Resource nationalism was a recent “black swan” examined by the Horizon Scanning Programme and has resulted in the establishment of a monitoring group based in the Foreign Office whose job it is to advise ministers should the need arise to stockpile these materials in the same way strategic minerals were stockpiled during the Cold War.
But horizon scanning is not just about threats. The committee in charge of the programme – which is chaired by the Cabinet Secretary Sir Jeremy Heywood – has also commissioned work on subjects as diverse as the changing views of the next generation of young people; how the “big data” can be used to provide better public services (such as health), and the long term effect of the growth of cities on small towns and rural communities.
Any subject matter across government could be considered – and the only criterion is that it has to have the potential directly to feed into future policy.

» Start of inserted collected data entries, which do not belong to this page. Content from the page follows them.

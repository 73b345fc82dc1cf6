//! Capabilities the row mapper needs from a database access layer
//!
//! Connections, pools and transactions implement these; everything else in
//! this crate is written against them.

use crate::bind::{self, BindType};
use crate::cursor::Cursor;
use crate::errors::MapError;
use async_trait::async_trait;
use field_map::{Params, Value};
use std::collections::HashMap;

/// Summary of a command that returns no rows
#[derive(Debug, Clone, Copy, Default, PartialEq, Eq)]
pub struct ExecResult {
    pub rows_affected: u64,
    /// Only reported by drivers that support it
    pub last_insert_id: Option<i64>,
}

/// Can run a query and hand back a cursor over its rows
#[async_trait]
pub trait Queryer: Send + Sync {
    type Cursor: Cursor;

    async fn query(&self, sql: &str, args: Vec<Value>) -> Result<Self::Cursor, MapError>;
}

/// Can run a command
#[async_trait]
pub trait Execer: Send + Sync {
    async fn execute(&self, sql: &str, args: Vec<Value>) -> Result<ExecResult, MapError>;
}

/// Rewrites queries into the driver's placeholder syntax
pub trait Binder {
    fn driver_name(&self) -> &str;

    fn bind_type(&self) -> BindType {
        BindType::from_driver(self.driver_name())
    }

    fn rebind(&self, sql: &str) -> String {
        bind::rebind(self.bind_type(), sql)
    }

    fn bind_map(
        &self,
        sql: &str,
        args: &HashMap<String, Value>,
    ) -> Result<(String, Vec<Value>), MapError> {
        bind::bind_map(self.bind_type(), sql, args)
    }

    fn bind_params<P: Params>(&self, sql: &str, params: &P) -> Result<(String, Vec<Value>), MapError>
    where
        Self: Sized,
    {
        bind::bind_params(self.bind_type(), sql, params)
    }
}

/// Can bind, query and execute
pub trait Ext: Binder + Queryer + Execer {}

impl<T> Ext for T where T: Binder + Queryer + Execer {}
use field_map::DescriptorError;
use thiserror::Error;
use type_mapping::ConversionError;

/// Errors returned by the row mapper and its collaborators
#[derive(Error, Debug)]
pub enum MapError {
    /// Destination cannot receive rows through this session
    #[error("invalid destination: {0}")]
    InvalidDestination(String),

    #[error(transparent)]
    Descriptor(#[from] DescriptorError),

    #[error("missing destination name {0}")]
    UnmappedColumn(String),

    #[error("column {0} appears more than once in the result set")]
    DuplicateColumn(String),

    #[error("no rows in result set")]
    NoRows,

    #[error("error scanning column {column}: {source}")]
    Scan {
        column: String,
        #[source]
        source: ConversionError,
    },

    #[error("expected {expected} destination arguments in scan, not {got}")]
    ColumnCount { expected: usize, got: usize },

    #[error("scan called without a current row")]
    NoCurrentRow,

    #[error("cursor is closed")]
    CursorClosed,

    #[error("could not find name {0} in the argument source")]
    MissingParam(String),

    #[error("invalid named query: {0}")]
    NamedQuery(String),

    /// Failure reported by the database access layer
    #[error("database error: {0}")]
    Database(#[source] Box<dyn std::error::Error + Send + Sync>),

    #[error("io error: {0}")]
    Io(#[from] std::io::Error),
}

impl MapError {
    pub fn database<E>(error: E) -> Self
    where
        E: Into<Box<dyn std::error::Error + Send + Sync>>,
    {
        MapError::Database(error.into())
    }
}
use proc_macro::TokenStream;
use quote::quote;
use syn::{parse_macro_input, Data, DeriveInput, Error, Ident};

/// Expansion of `#[record]` and `#[record(params)]`
///
/// The derives are added to the struct as written; the `Record` and `Params`
/// names must be in scope at the use site (the prelude brings them in).
pub fn record_attribute(attr: TokenStream, item: TokenStream) -> TokenStream {
    let with_params = match parse_options(proc_macro2::TokenStream::from(attr)) {
        Ok(with_params) => with_params,
        Err(e) => return e.to_compile_error().into(),
    };

    let input = parse_macro_input!(item as DeriveInput);

    if !matches!(input.data, Data::Struct(_)) {
        return Error::new_spanned(&input.ident, "#[record] can only be used on structs")
            .to_compile_error()
            .into();
    }

    let derives = if with_params {
        quote! { #[derive(Debug, Clone, Default, Record, Params)] }
    } else {
        quote! { #[derive(Debug, Clone, Default, Record)] }
    };

    TokenStream::from(quote! {
        #derives
        #input
    })
}

/// Accepts an empty attribute or `params`
fn parse_options(attr: proc_macro2::TokenStream) -> syn::Result<bool> {
    if attr.is_empty() {
        return Ok(false);
    }

    let option: Ident = syn::parse2(attr)?;
    if option == "params" {
        Ok(true)
    } else {
        Err(Error::new_spanned(
            &option,
            format!("unknown record option `{}`, expected `params`", option),
        ))
    }
}
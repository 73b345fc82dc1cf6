//! JSON rendering of values
//!
//! Used when a non-JSON column is scanned into a `serde_json::Value` field.

use crate::types::Value;
use serde_json::Number;

/// Convert a decoded value into the closest JSON representation
pub fn value_to_json(value: Value) -> serde_json::Value {
    match value {
        Value::Null => serde_json::Value::Null,
        Value::Boolean(b) => serde_json::Value::Bool(b),
        Value::SmallInt(v) => serde_json::Value::from(v),
        Value::Integer(v) => serde_json::Value::from(v),
        Value::BigInt(v) => serde_json::Value::from(v),
        Value::Float(f) => Number::from_f64(f)
            .map(serde_json::Value::Number)
            .unwrap_or(serde_json::Value::Null),
        Value::Text(s) => serde_json::Value::String(s),
        Value::Bytes(b) => serde_json::Value::String(String::from_utf8_lossy(&b).into_owned()),
        Value::Uuid(u) => serde_json::Value::String(u.to_string()),
        Value::Timestamp(t) => serde_json::Value::String(t.to_rfc3339()),
        // Keep precision: a decimal only becomes a JSON number when it round-trips
        Value::Decimal(s) => match s.parse::<i64>() {
            Ok(i) => serde_json::Value::from(i),
            Err(_) => serde_json::Value::String(s),
        },
        Value::Json(j) => j,
        Value::Array(items) => {
            serde_json::Value::Array(items.into_iter().map(value_to_json).collect())
        }
    }
}
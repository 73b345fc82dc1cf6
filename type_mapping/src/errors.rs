//! Conversion errors raised while coercing a [`Value`](crate::Value) into a field type

use thiserror::Error;

#[derive(Error, Debug, Clone, PartialEq)]
pub enum ConversionError {
    #[error("cannot scan NULL into {target}")]
    UnexpectedNull { target: &'static str },

    #[error("cannot convert {found} into {target}")]
    Mismatch {
        found: &'static str,
        target: &'static str,
    },

    #[error("value {value} is out of range for {target}")]
    OutOfRange { value: String, target: &'static str },

    #[error("cannot parse {input:?} as {target}: {reason}")]
    Parse {
        input: String,
        target: &'static str,
        reason: String,
    },
}

impl ConversionError {
    pub(crate) fn parse(input: &str, target: &'static str, reason: impl ToString) -> Self {
        ConversionError::Parse {
            input: input.to_string(),
            target,
            reason: reason.to_string(),
        }
    }
}
//! Descriptor cache implementation
//!
//! One descriptor per record type, created on first use and kept for the
//! life of the process. Lookups take a shared lock; a miss builds the
//! descriptor outside the lock and inserts it first-writer-wins, so every
//! caller ends up holding the same `Arc`.

use crate::descriptor::RecordDescriptor;
use crate::errors::DescriptorError;
use crate::record::{Params, Record, RecordType};
use std::any::TypeId;
use std::collections::HashMap;
use std::fmt::Debug;
use std::sync::atomic::{AtomicU64, Ordering};
use std::sync::{Arc, OnceLock, PoisonError, RwLock};

static GLOBAL_CACHE: OnceLock<DescriptorCache> = OnceLock::new();

/// Snapshot of cache counters
#[derive(Debug, Clone, Copy, Default, PartialEq, Eq)]
pub struct CacheStats {
    pub entries: usize,
    pub hits: u64,
    pub misses: u64,
}

/// Thread-safe map from record type to its descriptor
pub struct DescriptorCache {
    entries: RwLock<HashMap<TypeId, Arc<RecordDescriptor>>>,
    hits: AtomicU64,
    misses: AtomicU64,
}

impl Debug for DescriptorCache {
    fn fmt(&self, f: &mut std::fmt::Formatter<'_>) -> std::fmt::Result {
        let stats = self.stats();
        f.debug_struct("DescriptorCache")
            .field("entries", &stats.entries)
            .field("hits", &stats.hits)
            .field("misses", &stats.misses)
            .finish()
    }
}

impl Default for DescriptorCache {
    fn default() -> Self {
        Self::new()
    }
}

impl DescriptorCache {
    pub fn new() -> Self {
        Self {
            entries: RwLock::new(HashMap::new()),
            hits: AtomicU64::new(0),
            misses: AtomicU64::new(0),
        }
    }

    /// The process-wide cache, created on first access
    pub fn global() -> &'static DescriptorCache {
        GLOBAL_CACHE.get_or_init(DescriptorCache::new)
    }

    /// Return the cached descriptor for `type_id`, building it from
    /// `record_type` on a miss. Build errors are returned and not cached.
    pub fn get_or_build<F>(
        &self,
        type_id: TypeId,
        record_type: F,
    ) -> Result<Arc<RecordDescriptor>, DescriptorError>
    where
        F: FnOnce() -> RecordType,
    {
        if let Some(found) = self.get(type_id) {
            self.hits.fetch_add(1, Ordering::Relaxed);
            return Ok(found);
        }
        self.misses.fetch_add(1, Ordering::Relaxed);

        let record_type = record_type();
        let built = Arc::new(RecordDescriptor::build(&record_type)?);
        crate::debug_log!(
            "built field map for {} ({} fields)",
            record_type.name,
            built.len()
        );

        // Entries are only ever inserted whole, so a poisoned lock still guards a valid map
        let mut entries = self.entries.write().unwrap_or_else(PoisonError::into_inner);
        Ok(Arc::clone(entries.entry(type_id).or_insert(built)))
    }

    /// Descriptor for a record type
    pub fn descriptor<R: Record>(&self) -> Result<Arc<RecordDescriptor>, DescriptorError> {
        self.get_or_build(TypeId::of::<R>(), R::record_type)
    }

    /// Descriptor for a named-parameter source
    pub fn params_descriptor<P: Params>(&self) -> Result<Arc<RecordDescriptor>, DescriptorError> {
        self.get_or_build(TypeId::of::<P>(), P::param_type)
    }

    /// Cached descriptor, without building
    pub fn get(&self, type_id: TypeId) -> Option<Arc<RecordDescriptor>> {
        self.entries
            .read()
            .unwrap_or_else(PoisonError::into_inner)
            .get(&type_id)
            .cloned()
    }

    pub fn contains<R: 'static>(&self) -> bool {
        self.get(TypeId::of::<R>()).is_some()
    }

    pub fn len(&self) -> usize {
        self.entries
            .read()
            .unwrap_or_else(PoisonError::into_inner)
            .len()
    }

    pub fn is_empty(&self) -> bool {
        self.len() == 0
    }

    pub fn stats(&self) -> CacheStats {
        CacheStats {
            entries: self.len(),
            hits: self.hits.load(Ordering::Relaxed),
            misses: self.misses.load(Ordering::Relaxed),
        }
    }
}

/// Descriptor for `R` from the process-wide cache
pub fn descriptor_for<R: Record>() -> Result<Arc<RecordDescriptor>, DescriptorError> {
    DescriptorCache::global().descriptor::<R>()
}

As one person involved in the project put it, “There is no point in doing things that are academically interesting but politically irrelevant.”
But how will we know if horizon scanning has succeeded in dealing with black swans? Well the truth is the less we hear, the more successful it has been.
In 1953 a storm surge in the North Sea killed over 300 people in the UK, destroyed thousands of homes and is still one of the most devastating natural disasters ever to have been recorded in this country.
But last year a surge of a similar magnitude resulted in just a handful of deaths and very little destruction. Why? Because the threat had been identified and a plan to deal with it put in place so when the black swan did rear its head, everyone was prepared.
It didn’t make headlines for all the right reasons. That’s what horizon scanning is all about – and why we should all hope it succeeds.